次のザコと戦うモチベーションを持てない。

ならば、自主的に変化を付けようじゃないか! という提案。
このゲームはデッキをたくさんセーブできるので、
例えば赤黄青緑とフォースの色ごとに四つのデッキを作り、戦う度にデッキを変えて挑む。
最善のデッキを作る楽しみが失われるかも知れないが、キャラゲーとしては抜群に楽しい。
基本、フォースの色分けがあるために好みのキャラだけでデッキを組むのが難しいこのゲームだ。

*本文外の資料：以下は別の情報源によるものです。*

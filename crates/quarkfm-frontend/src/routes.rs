#[derive(Debug, Clone, Copy, PartialEq, Eq)]
pub enum PageUi {
    Overview,
    Config,
    Results,
}

impl PageUi {
    pub const ALL: [PageUi; 3] = [PageUi::Overview, PageUi::Config, PageUi::Results];

    pub fn path(self) -> &'static str {
        match self {
            PageUi::Overview => "/",
            PageUi::Config => "/config",
            PageUi::Results => "/classify/results",
        }
    }

    pub fn title(self) -> &'static str {
        match self {
            PageUi::Overview => "Overview",
            PageUi::Config => "Configuration",
            PageUi::Results => "Results",
        }
    }

    /// Maps a redirect target to a page. Origins of absolute URLs, query
    /// strings and fragments are ignored.
    pub fn from_target(target: &str) -> Option<PageUi> {
        let target = target.trim();
        let target = match target.find("://") {
            Some(scheme_end) => {
                let rest = &target[scheme_end + 3..];
                rest.find('/').map_or("/", |path_start| &rest[path_start..])
            }
            None => target,
        };
        let path = target
            .split(['?', '#'])
            .next()
            .unwrap_or_default();
        let path = match path.trim_end_matches('/') {
            "" => "/",
            trimmed => trimmed,
        };

        PageUi::ALL.into_iter().find(|page| page.path() == path)
    }
}

/// Where a redirect target leads.
#[derive(Debug, Clone, PartialEq, Eq)]
pub enum Redirect {
    Page(PageUi),
    /// A server page the client has no view for, opened in the browser.
    External(String),
}

impl Redirect {
    /// Resolves `target` the way a browser on `server_url` would. Absolute
    /// URLs are kept, `/path` replaces the path of the server address and
    /// anything else is appended to it.
    pub fn resolve(target: &str, server_url: &str) -> Self {
        if let Some(page) = PageUi::from_target(target) {
            return Redirect::Page(page);
        }

        let target = target.trim();
        if target.contains("://") {
            return Redirect::External(target.to_owned());
        }

        let server_url = server_url.trim().trim_end_matches('/');
        let url = if target.starts_with('/') {
            let origin_end = server_url
                .find("://")
                .and_then(|scheme_end| {
                    let host_start = scheme_end + 3;
                    server_url[host_start..]
                        .find('/')
                        .map(|path_start| host_start + path_start)
                })
                .unwrap_or(server_url.len());
            format!("{}{target}", &server_url[..origin_end])
        } else {
            format!("{server_url}/{target}")
        };
        Redirect::External(url)
    }
}
#[cfg(test)]
pub(crate) mod tests {
    use std::collections::{HashMap, VecDeque};
    use std::sync::Mutex;

    use quarkfm_bridge::classification::ClassificationPhase;
    use serde_json::json;

    use super::*;

    /// Transport answering from a table of canned bodies keyed by endpoint.
    /// Several bodies for one endpoint are returned in order, the last one
    /// repeating. Unknown endpoints fail like an unreachable server.
    #[derive(Default)]
    pub(crate) struct FakeTransport {
        responses: Mutex<HashMap<String, VecDeque<Result<Value, String>>>>,
        requests: Mutex<Vec<ApiRequest>>,
    }

    impl FakeTransport {
        pub(crate) fn respond(self, endpoint: &str, body: Value) -> Self {
            self.push(endpoint, Ok(body))
        }

        pub(crate) fn fail(self, endpoint: &str, reason: &str) -> Self {
            self.push(endpoint, Err(reason.to_owned()))
        }

        fn push(self, endpoint: &str, response: Result<Value, String>) -> Self {
            self.responses
                .lock()
                .unwrap()
                .entry(endpoint.to_owned())
                .or_default()
                .push_back(response);
            self
        }

        pub(crate) fn sent(&self) -> Vec<ApiRequest> {
            self.requests.lock().unwrap().clone()
        }
    }

    impl HttpTransport for FakeTransport {
        fn send(&self, request: ApiRequest) -> impl Future<Output = Result<Value, RemoteError>> + Send {
            let response = {
                let mut responses = self.responses.lock().unwrap();
                match responses.get_mut(&request.endpoint) {
                    Some(queue) if queue.len() > 1 => queue.pop_front(),
                    Some(queue) => queue.front().cloned(),
                    None => None,
                }
            };
            let result = match response {
                Some(Ok(body)) => Ok(body),
                Some(Err(reason)) => Err(RemoteError::Http(reason)),
                None => Err(RemoteError::Http("connection refused".to_owned())),
            };
            self.requests.lock().unwrap().push(request);
            std::future::ready(result)
        }
    }

    #[tokio::test]
    async fn select_folder_returns_the_chosen_path() {
        let remote = RemoteActions::new(
            FakeTransport::default().respond(BROWSE_ENDPOINT, json!({"success": true, "path": "/data/in"})),
        );
        assert_eq!(remote.select_folder().await, "/data/in");

        let sent = remote.transport().sent();
        assert_eq!(sent.len(), 1);
        assert_eq!(sent[0].method, FormMethod::Post);
        assert_eq!(sent[0].payload, Payload::Empty);
    }

    #[tokio::test]
    async fn select_folder_degrades_to_empty() {
        let rejected = RemoteActions::new(
            FakeTransport::default().respond(BROWSE_ENDPOINT, json!({"success": false, "path": "/ignored"})),
        );
        assert_eq!(rejected.select_folder().await, "");

        let unreachable = RemoteActions::new(FakeTransport::default());
        assert_eq!(unreachable.select_folder().await, "");

        let malformed =
            RemoteActions::new(FakeTransport::default().respond(BROWSE_ENDPOINT, json!({"success": "yes"})));
        assert_eq!(malformed.select_folder().await, "");
    }

    #[tokio::test]
    async fn save_config_posts_json_and_returns_the_result() {
        let remote = RemoteActions::new(FakeTransport::default().respond(
            SAVE_CONFIG_ENDPOINT,
            json!({"success": false, "message": "No section: 'API'"}),
        ));
        let mut config = ServerConfig::default();
        config.api.model = "deepseek-chat".into();

        let result = remote.save_config(&config).await.unwrap();
        assert!(!result.success);
        assert_eq!(result.message(), Some("No section: 'API'"));

        let sent = remote.transport().sent();
        match &sent[0].payload {
            Payload::Json(body) => assert_eq!(body["api"]["model"], "deepseek-chat"),
            other => panic!("expected a JSON body, got {other:?}"),
        }
    }

    #[tokio::test]
    async fn save_config_propagates_transport_failures() {
        let remote =
            RemoteActions::new(FakeTransport::default().fail(SAVE_CONFIG_ENDPOINT, "error decoding response body"));
        let error = remote.save_config(&ServerConfig::default()).await.unwrap_err();
        assert_eq!(error.to_string(), "error decoding response body");
    }

    #[tokio::test]
    async fn forms_follow_their_method() {
        let remote = RemoteActions::new(
            FakeTransport::default()
                .respond("/api/check", json!({"success": true, "message": "ok"}))
                .respond("/forms/rename", json!({"success": true, "redirect": "/done"})),
        );

        let fields: FormFields = [("q", "x y")].into_iter().collect();
        let get = FormRequest {
            action: "/api/check".into(),
            method: FormMethod::Get,
            fields: fields.clone(),
        };
        let post = FormRequest {
            action: "/forms/rename".into(),
            method: FormMethod::Post,
            fields,
        };

        assert_eq!(remote.submit_form(&get).await.unwrap().message(), Some("ok"));
        assert_eq!(remote.submit_form(&post).await.unwrap().redirect(), Some("/done"));

        let sent = remote.transport().sent();
        assert_eq!(sent[0].payload, Payload::Query(vec![("q".into(), "x y".into())]));
        assert_eq!(sent[1].payload, Payload::Json(json!({"q": "x y"})));
    }

    #[tokio::test]
    async fn checked_calls_surface_rejections() {
        let remote = RemoteActions::new(
            FakeTransport::default()
                .respond(GET_CONFIG_ENDPOINT, json!({"success": false, "message": "config failed to load"}))
                .respond(RESULTS_ENDPOINT, json!({"success": false})),
        );

        match remote.fetch_server_config().await {
            Err(RemoteError::Rejected(reason)) => assert_eq!(reason, "config failed to load"),
            other => panic!("expected a rejection, got {other:?}"),
        }
        assert!(matches!(
            remote.classification_results().await,
            Err(RemoteError::Rejected(_))
        ));
    }

    #[tokio::test]
    async fn typed_bodies_are_decoded() {
        let remote = RemoteActions::new(
            FakeTransport::default()
                .respond(
                    GET_CONFIG_ENDPOINT,
                    json!({"success": true, "config": {"paths": {"source_folder": "./in"}}}),
                )
                .respond(
                    SCAN_ENDPOINT,
                    json!({"success": true, "files": ["a.pdf", "b.txt"], "count": 2, "batches": 1, "categories": 7}),
                )
                .respond(
                    STATUS_ENDPOINT,
                    json!({"status": "processing", "progress": 50, "current_batch": 1, "total_batches": 2, "current_file": ""}),
                ),
        );

        let config = remote.fetch_server_config().await.unwrap();
        assert_eq!(config.paths.source_folder, "./in");

        let scan = remote.scan_files().await.unwrap();
        assert_eq!(scan.files, vec!["a.pdf", "b.txt"]);
        assert_eq!(scan.categories, 7);

        let status = remote.classification_status().await.unwrap();
        assert_eq!(status.status, ClassificationPhase::Processing);
        assert_eq!(status.progress, 50);
    }

    #[tokio::test]
    async fn adjust_sends_numeric_fields() {
        let remote =
            RemoteActions::new(FakeTransport::default().respond(ADJUST_ENDPOINT, json!({"success": true})));
        assert!(remote.adjust_classification(3, 1).await.unwrap().success);
        assert_eq!(
            remote.transport().sent()[0].payload,
            Payload::Json(json!({"file_id": 3, "category_index": 1}))
        );
    }

    #[test]
    fn endpoints_resolve_against_the_server_url() {
        let transport = ReqwestTransport::new(reqwest::Client::new(), "http://localhost:5180").unwrap();
        assert_eq!(
            transport.resolve("/api/files/browse").unwrap().as_str(),
            "http://localhost:5180/api/files/browse"
        );
        assert_eq!(
            transport.resolve("https://other.host/save").unwrap().as_str(),
            "https://other.host/save"
        );
        assert!(ReqwestTransport::new(reqwest::Client::new(), "not a url").is_err());
    }
}
use gpui::ElementId;
use gpui_component::{
    Disableable,
    button::{Button, ButtonVariants},
};

use crate::forms::AutoSubmitForm;

/// Submit control of `form`, reflecting whether a submission is in flight.
/// The caller attaches the click handler.
pub fn submit_button(id: impl Into<ElementId>, form: &AutoSubmitForm) -> Button {
    let control = form.submit_control();
    Button::new(id)
        .primary()
        .label(control.label().to_owned())
        .loading(!control.is_enabled())
        .disabled(!control.is_enabled())
}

だがこのようにデッキを作れば赤ならミナいろは、黄ならテリー、ロック、京、春麗、ナコルル、
青ならリュウ、ギース、アテナ、緑なら庵、K'、アッシュと様々使い分けられる。
結果として好きなキャラを全員使えることにもなろう。毎回、新鮮な気持ちでザコと戦える。

作業戦法を自粛し、変化のなさを自分で調整し、そして遊べばあら不思議。
最高に面白いゲームになってしまったではないか。
そこまでして遊ぶゲームなのか? と問われれば、僕は遊ぶゲームです、と答えよう。
それがSNKvs.CAPCOM カードファイターズDSである。